Почему мы разочарованы? Почему мы восстаем против блестящих и ложных доказательств Герена? Да потому, что конкретный марксизм должен изучать реальных людей, а не растворять их в сернокислой ванне. При скором и схематичном объяснении: «Война – дело рук торговой буржуазии» хорошо известные нам люди – Бриссо, Гюаде, Жансонне, Верньо – исчезают или оказываются в конечном счете совершенно пассивными орудиями своего класса. Но в конце 91-го года верхушка буржуазии едва не потеряла контроль над революцией (вновь овладеть ситуацией ей удастся лишь в 94-м году): пришедшие к власти новые люди были мелкими буржуа, в большей или меньшей степени деклассированными, небогатыми, почти ничем не связанными, не отделявшими свою судьбу от судьбы революции. Конечно, они испытывали какие-то влияния, их подкупал «высший свет» («весь Париж», с которым не шло ни в какое сравнение избранное общество Бордо). Однако они никоим образом не могли стихийно выражать коллективную реакцию бордоских судовладельцев и торгового империализма; они не чинили препятствий умножению богатств, но мысль рисковать революцией в войне ради того, чтобы обеспечить прибыль определенным фракциям крупной буржуазии, была им глубоко чужда. Впрочем, теория Герена приводит нас к весьма неожиданному результату: буржуазия, извлекающая прибыли из внешней торговли, ввергает Францию в войну против австрийского императора, чтобы ослабить могущество Англии; в то же время ее представители в правительстве делают все, чтобы помешать Англии вступить в войну; год спустя, когда война Англии наконец объявлена, эта буржуазия, утратившая мужество в момент успеха, уже не выражает никакого желания вести войну, и ее должна сменить буржуазия новых земельных собственников, не заинтересованная в расширении конфликта.

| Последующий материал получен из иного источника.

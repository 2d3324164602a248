//! Config subcommand handlers.

use std::path::PathBuf;

use serde::Serialize;
use tabled::Tabled;

use automultisite_config::{project_config_path, user_config_path};

use crate::cli::{ConfigArgs, ConfigCommand, GlobalOpts, OutputFormat};
use crate::error::CliError;
use crate::{config, output};

#[derive(Debug, Serialize, Tabled)]
struct ConfigFile {
    #[tabled(rename = "Scope")]
    scope: &'static str,
    #[tabled(rename = "Path", display_with = "display_path")]
    path: PathBuf,
    #[tabled(rename = "Exists")]
    exists: bool,
}

#[allow(clippy::ptr_arg)]
fn display_path(path: &PathBuf) -> String {
    path.display().to_string()
}

impl ConfigFile {
    fn new(scope: &'static str, path: PathBuf) -> Self {
        let exists = path.is_file();
        Self {
            scope,
            path,
            exists,
        }
    }
}

pub fn handle(args: ConfigArgs, global: &GlobalOpts) -> Result<(), CliError> {
    match args.command {
        ConfigCommand::Show => {
            let (cfg, _cwd) = config::load()?;
            let out = match global.output {
                OutputFormat::Table | OutputFormat::Plain => {
                    cfg.to_toml().map_err(|e| CliError::Config(Box::new(e)))?
                }
                _ => output::render_single(&global.output, &cfg, |_| String::new(), |_| {
                    String::new()
                })?,
            };
            output::print_output(&out, global.quiet);
            Ok(())
        }

        ConfigCommand::Path => {
            let cwd = config::working_dir()?;
            let files = [
                ConfigFile::new("user", user_config_path()),
                ConfigFile::new("project", project_config_path(&cwd)),
            ];
            let out = output::render_list(
                &global.output,
                &files,
                |f| ConfigFile::new(f.scope, f.path.clone()),
                |f| f.path.display().to_string(),
            )?;
            output::print_output(&out, global.quiet);
            Ok(())
        }
    }
}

Но если хотят сказать именно это, тогда сторонники Бриссо в самом своем неведении должны быть ответственны за экономическую войну. Эта внешняя многослойная (stratifiee) ответственность должна быть интериоризирована как некий неясный смысл разыгрываемой ими политической комедии. Короче, мы судим людей, а не физические силы. Так вот, если исходить из этого прямолинейного, но совершенно верного представления об отношении субъективного к объективации – представления, которое я, со своей стороны, целиком разделяю, Жиронду надо оправдать в данном пункте обвинения: разыгрываемые ею комедии и ее сокровенные мечтания, равно как и объективная организация ее действий, не отсылают к будущему столкновению между Францией и Англией.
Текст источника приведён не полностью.